What you need to do: What is the number of lines in the entries that include the word "Creates"? Respond with the number only.

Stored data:

>>>

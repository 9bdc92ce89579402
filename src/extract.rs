//! Free-text extraction: from calendar entries and typed queries to rooms.
//!
//! The [`Extractor`] runs an explicit, ordered list of resolution
//! strategies and stops at the first success:
//!
//! 1. [`Strategy::LabeledLocation`] - a Danish `lokalitet:` label followed
//!    by a location value containing a known building code.
//! 2. [`Strategy::DirectMatch`] - the whole input is already a room code.
//! 3. [`Strategy::TokenSweep`] - every room-code-looking token in the
//!    input, expanded into variants and tried across all buildings.
//!
//! Every stage is best-effort: malformed or empty input falls through to
//! `None`, never an error.

use std::sync::OnceLock;

use regex::Regex;
use tracing::{debug, trace};

use crate::candidates::{candidates_from_location, CandidateSet};
use crate::search::{search_across_buildings, search_room_in_building};
use crate::types::{BuildingsPayload, RoomMatch};

/// The Danish "location:" label in calendar text, capturing the rest of
/// the line.
fn location_label_re() -> &'static Regex {
    static RE: OnceLock<Regex> = OnceLock::new();
    RE.get_or_init(|| Regex::new(r"(?i)lokalitet\s*:\s*([^\n]+)").unwrap())
}

/// Maximal runs of room-code characters, Danish letters included.
fn token_re() -> &'static Regex {
    static RE: OnceLock<Regex> = OnceLock::new();
    RE.get_or_init(|| Regex::new(r"(?i)[A-ZÆØÅ0-9._\-]+").unwrap())
}

/// Ordered table mapping short building codes (e.g. `"SP"`) to building
/// keys (e.g. `"solbjerg"`).
///
/// Supplied as configuration at [`Extractor`] construction rather than read
/// from process-wide state, so tests can use synthetic tables. Codes are
/// uppercased on construction; iteration order is the order given.
#[derive(Debug, Clone)]
pub struct BuildingCodes {
    entries: Vec<(String, String)>,
}

impl BuildingCodes {
    /// Builds a code table from `(code, building_key)` pairs.
    pub fn new<I, C, K>(pairs: I) -> Self
    where
        I: IntoIterator<Item = (C, K)>,
        C: Into<String>,
        K: Into<String>,
    {
        Self {
            entries: pairs
                .into_iter()
                .map(|(code, key)| (code.into().to_uppercase(), key.into()))
                .collect(),
        }
    }

    /// Iterates `(code, building_key)` pairs in table order.
    pub fn iter(&self) -> impl Iterator<Item = (&str, &str)> {
        self.entries
            .iter()
            .map(|(code, key)| (code.as_str(), key.as_str()))
    }
}

impl Default for BuildingCodes {
    /// The campus code table: `SP` for Solbjerg Plads, `PH` for
    /// Porcelænshaven.
    fn default() -> Self {
        Self::new([("SP", "solbjerg"), ("PH", "porcelaenshaven")])
    }
}

/// One stage of the extraction pipeline.
#[derive(Debug, Clone, Copy, PartialEq, Eq)]
pub enum Strategy {
    /// Parse a `lokalitet:` label and resolve via building-code candidates.
    LabeledLocation,
    /// Treat the whole input as a room code across all buildings.
    DirectMatch,
    /// Expand each input token into variants and try them all.
    TokenSweep,
}

/// Resolves free text to a room using an ordered list of strategies.
///
/// # Examples
///
/// ```
/// use wayin::{BuildingsPayload, Extractor};
///
/// let payload = BuildingsPayload::from_json(r#"{
///     "buildings": {
///         "solbjerg": {
///             "originalName": "Solbjerg Plads",
///             "floors": {
///                 "stue": {
///                     "originalName": "Stueetage",
///                     "rooms": [{"id": "S10", "text": "S10", "x": 0.5, "y": 0.5}],
///                     "entrances": []
///                 }
///             }
///         }
///     }
/// }"#).unwrap();
///
/// let extractor = Extractor::default();
/// let matched = extractor
///     .extract("Kalender: møde i lokale S10 (SP)", &payload)
///     .unwrap();
/// assert_eq!(matched.building_key, "solbjerg");
/// assert_eq!(matched.result.room.id, "S10");
/// ```
#[derive(Debug, Clone)]
pub struct Extractor {
    codes: BuildingCodes,
    strategies: Vec<Strategy>,
}

impl Default for Extractor {
    fn default() -> Self {
        Self::new(BuildingCodes::default())
    }
}

impl Extractor {
    /// Creates an extractor with the full strategy pipeline and the given
    /// building-code table.
    pub fn new(codes: BuildingCodes) -> Self {
        Self {
            codes,
            strategies: vec![
                Strategy::LabeledLocation,
                Strategy::DirectMatch,
                Strategy::TokenSweep,
            ],
        }
    }

    /// Replaces the strategy pipeline. Order is priority; the first
    /// strategy that produces a match wins.
    pub fn with_strategies(mut self, strategies: Vec<Strategy>) -> Self {
        self.strategies = strategies;
        self
    }

    /// Resolves free text against the payload, trying each strategy in
    /// order and returning the first match.
    pub fn extract<'a>(&self, input: &str, buildings: &'a BuildingsPayload) -> Option<RoomMatch<'a>> {
        if input.trim().is_empty() {
            return None;
        }
        self.strategies.iter().find_map(|strategy| {
            trace!(?strategy, "trying extraction strategy");
            let matched = match strategy {
                Strategy::LabeledLocation => self.labeled_location(input, buildings),
                Strategy::DirectMatch => search_across_buildings(input, buildings),
                Strategy::TokenSweep => self.token_sweep(input, buildings),
            };
            if let Some(matched) = &matched {
                debug!(
                    ?strategy,
                    building = matched.building_key,
                    room = %matched.result.room.id,
                    "room resolved from text"
                );
            }
            matched
        })
    }

    /// Strategy 1: a `lokalitet:` label whose value names a building code.
    /// Everything after the code is the candidate context; its first word
    /// is the primary token.
    fn labeled_location<'a>(
        &self,
        input: &str,
        buildings: &'a BuildingsPayload,
    ) -> Option<RoomMatch<'a>> {
        let captures = location_label_re().captures(input)?;
        let location_value = captures.get(1)?.as_str().trim().to_uppercase();

        for (code, key) in self.codes.iter() {
            let Some(index) = location_value.find(code) else {
                continue;
            };
            let remainder = location_value[index + code.len()..].trim();
            let primary_token = remainder.split_whitespace().next().unwrap_or("");
            let Some((building_key, building)) = buildings.get_entry(key) else {
                continue;
            };

            for candidate in
                candidates_from_location(key, primary_token, Some(remainder), Some(code))
            {
                if let Some(result) = search_room_in_building(building, &candidate) {
                    return Some(RoomMatch {
                        building_key,
                        result,
                    });
                }
            }
        }
        None
    }

    /// Strategy 3: sweep every token, expand it into variants, and try each
    /// variant across all buildings. Variants from one building's
    /// convention may legitimately match a different building.
    fn token_sweep<'a>(
        &self,
        input: &str,
        buildings: &'a BuildingsPayload,
    ) -> Option<RoomMatch<'a>> {
        for token in token_re().find_iter(input) {
            let normalized = token.as_str().trim().to_uppercase();
            if normalized.is_empty() {
                continue;
            }

            let mut variants = CandidateSet::new();
            variants.push(&normalized);

            let sanitized: String = normalized
                .chars()
                .filter(char::is_ascii_alphanumeric)
                .collect();
            if !sanitized.is_empty() {
                variants.push(&sanitized);
                let digits: String = sanitized.chars().filter(char::is_ascii_digit).collect();
                if !digits.is_empty() {
                    variants.push(&digits);
                }
                // Generic 1-3 letter prefix strip, not code-aware; can
                // produce false-positive variants, which is accepted.
                let letters = sanitized
                    .chars()
                    .take_while(|c| c.is_ascii_alphabetic())
                    .count()
                    .min(3);
                if letters > 0 && letters < sanitized.len() {
                    variants.push(&sanitized[letters..]);
                }
            }

            for (code, key) in self.codes.iter() {
                if buildings.get(key).is_none() {
                    continue;
                }
                if let Some(remainder) = normalized.strip_prefix(code) {
                    let remainder = remainder.trim();
                    if !remainder.is_empty() {
                        variants.push(remainder);
                        let stripped: String = remainder
                            .chars()
                            .filter(char::is_ascii_alphanumeric)
                            .collect();
                        variants.push(&stripped);
                    }
                }
                for variant in
                    candidates_from_location(key, &normalized, Some(&normalized), Some(code))
                {
                    variants.push(&variant);
                }
            }

            for variant in variants.iter() {
                if let Some(matched) = search_across_buildings(variant, buildings) {
                    return Some(matched);
                }
            }
        }
        None
    }
}

/// Resolves free text (e.g. a calendar entry) to a room using the default
/// campus code table. See [`Extractor`] for the strategy pipeline.
///
/// # Examples
///
/// ```
/// use wayin::{extract_room_from_text, BuildingsPayload};
///
/// let empty = BuildingsPayload::default();
/// assert!(extract_room_from_text("anything", &empty).is_none());
/// ```
pub fn extract_room_from_text<'a>(
    input: &str,
    buildings: &'a BuildingsPayload,
) -> Option<RoomMatch<'a>> {
    Extractor::default().extract(input, buildings)
}

#[cfg(test)]
mod tests {
    use super::*;

    fn payload() -> BuildingsPayload {
        BuildingsPayload::from_json(
            r#"{
                "buildings": {
                    "solbjerg": {
                        "originalName": "Solbjerg Plads",
                        "floors": {
                            "stue": {
                                "originalName": "Stueetage",
                                "rooms": [
                                    {"id": "S10", "text": "S10", "x": 0.5, "y": 0.5},
                                    {"id": "S14", "text": "S14", "x": 0.2, "y": 0.8}
                                ],
                                "entrances": [{"text": "Main", "x": 0.51, "y": 0.51}]
                            }
                        }
                    },
                    "porcelaenshaven": {
                        "originalName": "Porcelænshaven",
                        "floors": {
                            "2_sal": {
                                "originalName": "2. sal",
                                "rooms": [{"id": "2.17", "text": "2.17", "x": 0.3, "y": 0.3}],
                                "entrances": []
                            }
                        }
                    }
                }
            }"#,
        )
        .unwrap()
    }

    #[test]
    fn calendar_text_resolves_via_token_sweep() {
        let payload = payload();
        let matched = extract_room_from_text("Kalender: møde i lokale S10 (SP)", &payload).unwrap();
        assert_eq!(matched.building_key, "solbjerg");
        assert_eq!(matched.result.room.id, "S10");
        assert_eq!(matched.result.entrance.unwrap().text, "Main");
    }

    #[test]
    fn labeled_location_takes_priority() {
        let payload = payload();
        let matched =
            extract_room_from_text("Møde\nLokalitet: SP S14, 2. etage\nNoter: ingen", &payload)
                .unwrap();
        assert_eq!(matched.building_key, "solbjerg");
        assert_eq!(matched.result.room.id, "S14");
    }

    #[test]
    fn bare_room_code_is_a_direct_match() {
        let payload = payload();
        let matched = extract_room_from_text("s10", &payload).unwrap();
        assert_eq!(matched.building_key, "solbjerg");

        let matched = extract_room_from_text("2.17", &payload).unwrap();
        assert_eq!(matched.building_key, "porcelaenshaven");
    }

    #[test]
    fn code_prefixed_token_resolves() {
        let payload = payload();
        let matched = extract_room_from_text("Undervisning i SPS14", &payload).unwrap();
        assert_eq!(matched.building_key, "solbjerg");
        assert_eq!(matched.result.room.id, "S14");
    }

    #[test]
    fn dotted_room_code_resolves_from_noise() {
        let payload = payload();
        let matched = extract_room_from_text("Aud. R2.17, husk kaffe", &payload).unwrap();
        assert_eq!(matched.building_key, "porcelaenshaven");
        assert_eq!(matched.result.room.id, "2.17");
    }

    #[test]
    fn empty_inputs_short_circuit() {
        let payload = payload();
        assert!(extract_room_from_text("", &payload).is_none());
        assert!(extract_room_from_text("   \n  ", &payload).is_none());
    }

    #[test]
    fn empty_payload_never_matches() {
        let empty = BuildingsPayload::default();
        assert!(extract_room_from_text("anything", &empty).is_none());
        assert!(extract_room_from_text("Lokalitet: SP S10", &empty).is_none());
    }

    #[test]
    fn unresolvable_text_is_none() {
        let payload = payload();
        assert!(extract_room_from_text("frokost med Anna kl. 12", &payload).is_none());
    }

    #[test]
    fn synthetic_code_table() {
        let payload = payload();
        let extractor = Extractor::new(BuildingCodes::new([("XX", "porcelaenshaven")]));
        let matched = extractor
            .extract("Lokalitet: XX R2.17", &payload)
            .unwrap();
        assert_eq!(matched.building_key, "porcelaenshaven");
        assert_eq!(matched.result.room.id, "2.17");
    }

    #[test]
    fn strategy_pipeline_is_configurable() {
        let payload = payload();
        let direct_only =
            Extractor::default().with_strategies(vec![Strategy::DirectMatch]);
        // Resolvable by the token sweep, but that strategy is disabled.
        assert!(direct_only
            .extract("lokale S10 i morgen", &payload)
            .is_none());
        assert!(direct_only.extract("S10", &payload).is_some());
    }
}
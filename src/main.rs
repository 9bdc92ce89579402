fn main() -> Result<(), Box<dyn std::error::Error>> {
    tracing_subscriber::fmt()
        .with_env_filter(
            tracing_subscriber::EnvFilter::try_from_default_env()
                .unwrap_or_else(|_| tracing_subscriber::EnvFilter::new("warn")),
        )
        .init();

    let args: Vec<String> = std::env::args().collect();

    if args.len() < 3 {
        eprintln!("Usage: {} <buildings.json> <free text...>", args[0]);
        return Ok(());
    }

    let payload = wayin::BuildingsPayload::from_json(&std::fs::read_to_string(&args[1])?)?;
    let query = args[2..].join(" ");

    if let Some(matched) = wayin::extract_room_from_text(&query, &payload) {
        let result = &matched.result;
        println!("{}", result.room.id);
        println!("  Building: {}", matched.building_key);
        println!("  Floor: {} ({})", result.floor_key, result.floor.original_name);
        println!("  Position: {}, {}", result.room.x, result.room.y);
        match result.entrance {
            Some(entrance) => {
                println!(
                    "  Nearest entrance: {} at {}, {}",
                    entrance.text, entrance.x, entrance.y
                );
            }
            None => println!("  Nearest entrance: none"),
        }
    } else {
        println!("No room found");
    }

    Ok(())
}
//! Per-building candidate generation from raw text tokens.
//!
//! Building layouts use incompatible room-numbering schemes: plain
//! alphanumeric codes, dotted `floor.room` codes, building-code-prefixed
//! codes. No single normalization serves all of them, so each building key
//! selects a [`Convention`] - a small per-building grammar that expands a
//! token (plus optional surrounding context and a building-code prefix)
//! into a ranked list of normalized room-identifier candidates. Buildings
//! without a dedicated convention fall back to [`Convention::Generic`].
//!
//! Candidate order is significant: downstream matching takes the first
//! candidate that resolves, so insertion order encodes confidence,
//! most-specific first.

use std::sync::OnceLock;

use regex::Regex;
use rustc_hash::FxHashSet;

/// Splitter for free-text context: any run of whitespace or common
/// punctuation found in calendar location strings.
fn context_split_re() -> &'static Regex {
    static RE: OnceLock<Regex> = OnceLock::new();
    RE.get_or_init(|| Regex::new(r"[\s,.;:()•\-]+").unwrap())
}

/// An ordered, case-insensitive set of candidate strings.
///
/// Accepts each candidate at most once; every accepted value is stored
/// whitespace-stripped and uppercased. Insertion order is preserved because
/// it is the ranking.
#[derive(Debug, Default)]
pub struct CandidateSet {
    ordered: Vec<String>,
    seen: FxHashSet<String>,
}

impl CandidateSet {
    /// Creates an empty set.
    pub fn new() -> Self {
        Self::default()
    }

    /// Normalizes and inserts a candidate. Empty values (after stripping
    /// whitespace) and duplicates are dropped.
    pub fn push(&mut self, value: &str) {
        let stripped: String = value.chars().filter(|c| !c.is_whitespace()).collect();
        if stripped.is_empty() {
            return;
        }
        let upper = stripped.to_uppercase();
        if self.seen.insert(upper.clone()) {
            self.ordered.push(upper);
        }
    }

    /// Iterates candidates in insertion order.
    pub fn iter(&self) -> impl Iterator<Item = &str> {
        self.ordered.iter().map(String::as_str)
    }

    /// Consumes the set, yielding the ranked candidate list.
    pub fn into_vec(self) -> Vec<String> {
        self.ordered
    }
}

/// Keeps only ASCII letters and digits.
fn alphanumeric_only(value: &str) -> String {
    value.chars().filter(char::is_ascii_alphanumeric).collect()
}

/// Keeps only ASCII digits.
fn digits_only(value: &str) -> String {
    value.chars().filter(char::is_ascii_digit).collect()
}

/// Splits context text into at most five uppercased tokens, the normalized
/// primary token first, deduplicated in order of appearance.
fn context_tokens(token: &str, context: Option<&str>) -> Vec<String> {
    let normalized = token.trim().to_uppercase();

    let Some(context) = context else {
        return if normalized.is_empty() {
            Vec::new()
        } else {
            vec![normalized]
        };
    };

    let mut seen = FxHashSet::default();
    let mut tokens = Vec::new();
    if !normalized.is_empty() {
        seen.insert(normalized.clone());
        tokens.push(normalized);
    }
    for part in context_split_re().split(context) {
        let part = part.trim();
        if part.is_empty() {
            continue;
        }
        let upper = part.to_uppercase();
        if seen.insert(upper.clone()) {
            tokens.push(upper);
        }
    }
    tokens.truncate(5);
    tokens
}

/// A building's room-naming convention.
///
/// Selected by building key via [`Convention::for_building`]; new buildings
/// get a new variant here (or land in [`Convention::Generic`]).
#[derive(Debug, Clone, Copy, PartialEq, Eq)]
pub enum Convention {
    /// Alphanumeric codes, optionally building-code-prefixed, sometimes
    /// split across tokens (`"S" "10"` for `S10`).
    Solbjerg,
    /// Dotted `floor.room` codes (`"2.17"`), often wrapped in letters
    /// (`"R2.17"`).
    Porcelaenshaven,
    /// Fallback: each context token stripped to its alphanumeric core.
    Generic,
}

impl Convention {
    /// Selects the convention for a building key.
    pub fn for_building(building_key: &str) -> Self {
        match building_key {
            "solbjerg" => Self::Solbjerg,
            "porcelaenshaven" => Self::Porcelaenshaven,
            _ => Self::Generic,
        }
    }

    /// Expands a token (plus optional context and building-code prefix)
    /// into ranked candidates under this convention.
    pub fn generate(
        &self,
        token: &str,
        context: Option<&str>,
        building_code: Option<&str>,
    ) -> Vec<String> {
        let tokens = context_tokens(token, context);
        let mut candidates = CandidateSet::new();
        if tokens.is_empty() {
            return candidates.into_vec();
        }

        match self {
            Self::Solbjerg => solbjerg(&tokens, building_code, &mut candidates),
            Self::Porcelaenshaven => porcelaenshaven(&tokens, &mut candidates),
            Self::Generic => {
                for token in &tokens {
                    candidates.push(&alphanumeric_only(token));
                }
            }
        }
        candidates.into_vec()
    }
}

fn solbjerg(tokens: &[String], building_code: Option<&str>, candidates: &mut CandidateSet) {
    fn add_variants(raw: &str, building_code: Option<&str>, candidates: &mut CandidateSet) {
        let sanitized = alphanumeric_only(raw);
        if sanitized.is_empty() {
            return;
        }
        candidates.push(&sanitized);
        if let Some(code) = building_code {
            candidates.push(&format!("{code}{sanitized}"));
        }
        // Digits-only variants catch identifiers quoted without their
        // letter prefix; lower confidence, so pushed last.
        let digits = digits_only(&sanitized);
        if !digits.is_empty() {
            candidates.push(&digits);
            if let Some(code) = building_code {
                candidates.push(&format!("{code}{digits}"));
            }
        }
    }

    for token in tokens {
        add_variants(token, building_code, candidates);
    }
    // A room code may arrive split across two tokens ("S" + "10").
    for pair in tokens.windows(2) {
        add_variants(&format!("{}{}", pair[0], pair[1]), building_code, candidates);
    }
}

fn porcelaenshaven(tokens: &[String], candidates: &mut CandidateSet) {
    let primary = tokens.first().map(String::as_str).unwrap_or("");
    let sanitized: String = primary
        .chars()
        .map(|c| {
            if c.is_ascii_alphanumeric() || c == '.' {
                c
            } else {
                '.'
            }
        })
        .collect();

    let numeric_segments: Vec<String> = sanitized
        .split('.')
        .filter(|segment| !segment.is_empty())
        .map(digits_only)
        .filter(|digits| !digits.is_empty())
        .collect();

    // More than two numeric runs means leading noise; the floor.room pair
    // is the last two.
    let relevant = if numeric_segments.len() > 2 {
        &numeric_segments[numeric_segments.len() - 2..]
    } else {
        &numeric_segments[..]
    };

    let (floor_part, room_part) = match relevant {
        [floor, room, ..] => (Some(floor.as_str()), Some(room.as_str())),
        [room] => (None, Some(room.as_str())),
        [] => (None, None),
    };

    if let (Some(floor), Some(room)) = (floor_part, room_part) {
        candidates.push(&format!("{floor}{room}"));
        candidates.push(&format!("{floor}.{room}"));
    }
    if let Some(room) = room_part {
        candidates.push(room);
    }

    // Context tokens 2 and 3 may carry a literal room code that does not
    // fit the floor.room pattern.
    for token in tokens.iter().skip(1).take(2) {
        let cleaned: String = token
            .chars()
            .filter(|c| c.is_ascii_alphanumeric() || *c == '.')
            .collect();
        if !cleaned.is_empty() {
            candidates.push(&cleaned);
        }
    }
}

/// Generates ranked room-identifier candidates for a building from a raw
/// text token, optional surrounding context and an optional building code.
///
/// Dispatches on the building's [`Convention`].
///
/// # Examples
///
/// ```
/// use wayin::candidates::candidates_from_location;
///
/// let candidates = candidates_from_location("porcelaenshaven", "R2.17", None, None);
/// assert_eq!(candidates, ["217", "2.17", "17"]);
/// ```
pub fn candidates_from_location(
    building_key: &str,
    token: &str,
    context: Option<&str>,
    building_code: Option<&str>,
) -> Vec<String> {
    Convention::for_building(building_key).generate(token, context, building_code)
}

#[cfg(test)]
mod tests {
    use super::*;

    #[test]
    fn candidate_set_dedups_case_insensitively() {
        let mut set = CandidateSet::new();
        set.push("s10");
        set.push("S10");
        set.push(" S 10 ");
        set.push("s11");
        assert_eq!(set.into_vec(), ["S10", "S11"]);
    }

    #[test]
    fn candidate_set_drops_empty() {
        let mut set = CandidateSet::new();
        set.push("   ");
        set.push("");
        assert!(set.into_vec().is_empty());
    }

    #[test]
    fn context_tokens_prepend_primary_and_truncate() {
        let tokens = context_tokens("s14", Some("a, b; c (d) e f"));
        assert_eq!(tokens, ["S14", "A", "B", "C", "D"]);
    }

    #[test]
    fn context_tokens_without_context() {
        assert_eq!(context_tokens(" s14 ", None), ["S14"]);
        assert!(context_tokens("   ", None).is_empty());
    }

    #[test]
    fn solbjerg_includes_code_prefixed_variants() {
        let candidates = candidates_from_location("solbjerg", "s14", Some("s14 PA"), Some("SP"));
        assert!(candidates.contains(&"SPS14".to_string()));
        assert!(candidates.contains(&"S14".to_string()));
        assert!(candidates.contains(&"14".to_string()));
        assert!(candidates.contains(&"SP14".to_string()));
    }

    #[test]
    fn solbjerg_joins_adjacent_tokens() {
        // A split room code like "S 10" yields the joined "S10".
        let candidates = candidates_from_location("solbjerg", "S", Some("S 10"), None);
        assert!(candidates.contains(&"S10".to_string()));
    }

    #[test]
    fn porcelaenshaven_floor_room_split() {
        let candidates = candidates_from_location("porcelaenshaven", "R2.17", None, None);
        assert_eq!(candidates, ["217", "2.17", "17"]);
    }

    #[test]
    fn porcelaenshaven_keeps_last_two_numeric_segments() {
        // Leading noise ("BYGNING 4") is discarded; floor.room is the
        // trailing pair.
        let candidates = candidates_from_location("porcelaenshaven", "B4.2.17", None, None);
        assert_eq!(candidates, ["217", "2.17", "17"]);
    }

    #[test]
    fn porcelaenshaven_single_segment_is_room_only() {
        let candidates = candidates_from_location("porcelaenshaven", "R17", None, None);
        assert_eq!(candidates, ["17"]);
    }

    #[test]
    fn porcelaenshaven_context_tokens_pushed_raw() {
        // The context splitter breaks on dots too, so "foo R2.17" becomes
        // FOO / R2 / 17; tokens two and three land as raw candidates.
        let candidates = candidates_from_location("porcelaenshaven", "foo", Some("foo R2.17"), None);
        assert_eq!(candidates, ["R2", "17"]);
    }

    #[test]
    fn generic_fallback_strips_to_alphanumeric() {
        let candidates = candidates_from_location("dalgas", "D-3.12", None, None);
        assert_eq!(candidates, ["D312"]);
    }

    #[test]
    fn no_duplicate_candidates() {
        let candidates =
            candidates_from_location("solbjerg", "s10", Some("s10 S10 s10"), Some("SP"));
        let mut unique = candidates.clone();
        unique.dedup();
        assert_eq!(candidates, unique);
        let set: std::collections::HashSet<_> = candidates.iter().collect();
        assert_eq!(set.len(), candidates.len());
    }

    #[test]
    fn empty_token_and_context_yield_nothing() {
        assert!(candidates_from_location("solbjerg", "", None, Some("SP")).is_empty());
    }
}
use std::cell::RefCell;

use wasm_bindgen::prelude::*;
use wayin::BuildingsPayload;

thread_local! {
    static BUILDINGS: RefCell<Option<BuildingsPayload>> = const { RefCell::new(None) };
}

#[wasm_bindgen]
pub fn init_buildings(json: &str) -> Result<(), String> {
    let payload = BuildingsPayload::from_json(json).map_err(|e| format!("Invalid payload: {e}"))?;
    BUILDINGS.with(|cell| cell.replace(Some(payload)));
    Ok(())
}

#[wasm_bindgen]
pub fn extract_room(text: &str) -> JsValue {
    BUILDINGS.with(|cell| {
        match cell.borrow().as_ref() {
            Some(payload) => match wayin::extract_room_from_text(text, payload) {
                Some(matched) => serde_wasm_bindgen::to_value(&matched).unwrap_or(JsValue::NULL),
                None => JsValue::NULL,
            },
            None => JsValue::NULL,
        }
    })
}

#[wasm_bindgen]
pub fn search_room(building_key: &str, query: &str) -> JsValue {
    BUILDINGS.with(|cell| {
        let borrowed = cell.borrow();
        let Some(payload) = borrowed.as_ref() else {
            return JsValue::NULL;
        };
        let Some(building) = payload.get(building_key) else {
            return JsValue::NULL;
        };
        match wayin::search_room_in_building(building, query) {
            Some(result) => serde_wasm_bindgen::to_value(&result).unwrap_or(JsValue::NULL),
            None => JsValue::NULL,
        }
    })
}

#[wasm_bindgen]
pub fn room_ids(building_key: &str) -> JsValue {
    BUILDINGS.with(|cell| {
        let borrowed = cell.borrow();
        let Some(payload) = borrowed.as_ref() else {
            return JsValue::NULL;
        };
        let Some(building) = payload.get(building_key) else {
            return JsValue::NULL;
        };
        serde_wasm_bindgen::to_value(&wayin::list_room_ids(building)).unwrap_or(JsValue::NULL)
    })
}
//! Aggregation of per-video BD scores.
//!
//! - [`ScoreSpread`]: how scores of one configuration vary across videos
//! - [`mean`], [`std_dev`]: the reductions behind it

use serde::{Deserialize, Serialize};

/// Spread of one configuration's BD scores across the video catalog.
///
/// Lower scores are better, so `best` is the minimum.
#[derive(Debug, Clone, PartialEq, Serialize, Deserialize)]
pub struct ScoreSpread {
    /// Number of videos scored.
    pub videos: usize,
    /// Mean score (the aggregate result).
    pub mean: f64,
    /// Median score.
    pub median: f64,
    /// Sample standard deviation.
    pub std_dev: f64,
    /// Lowest score.
    pub best: f64,
    /// Highest score.
    pub worst: f64,
}

impl ScoreSpread {
    /// Spread of `scores`, or `None` when there are none.
    ///
    /// ```
    /// use rd_eval::stats::ScoreSpread;
    ///
    /// let spread = ScoreSpread::of(&[0.92, 0.88, 0.97]).unwrap();
    /// assert_eq!(spread.median, 0.92);
    /// assert_eq!(spread.best, 0.88);
    /// ```
    #[must_use]
    pub fn of(scores: &[f64]) -> Option<Self> {
        let mut sorted = scores.to_vec();
        sorted.sort_by(f64::total_cmp);
        let (&best, &worst) = (sorted.first()?, sorted.last()?);

        let mid = sorted.len() / 2;
        let median = if sorted.len() % 2 == 0 {
            (sorted[mid - 1] + sorted[mid]) / 2.0
        } else {
            sorted[mid]
        };

        Some(Self {
            videos: sorted.len(),
            mean: mean(scores),
            median,
            std_dev: std_dev(scores),
            best,
            worst,
        })
    }
}

/// Arithmetic mean. Zero for an empty slice.
///
/// ```
/// use rd_eval::stats::mean;
///
/// assert!((mean(&[0.9, 0.95, 1.0]) - 0.95).abs() < 1e-12);
/// ```
#[must_use]
pub fn mean(values: &[f64]) -> f64 {
    if values.is_empty() {
        return 0.0;
    }
    values.iter().sum::<f64>() / values.len() as f64
}

/// Sample standard deviation (N-1 denominator). Zero below two values.
#[must_use]
pub fn std_dev(values: &[f64]) -> f64 {
    if values.len() < 2 {
        return 0.0;
    }
    let m = mean(values);
    let squares: f64 = values.iter().map(|v| (v - m) * (v - m)).sum();
    (squares / (values.len() - 1) as f64).sqrt()
}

<<<

Problem solution: 2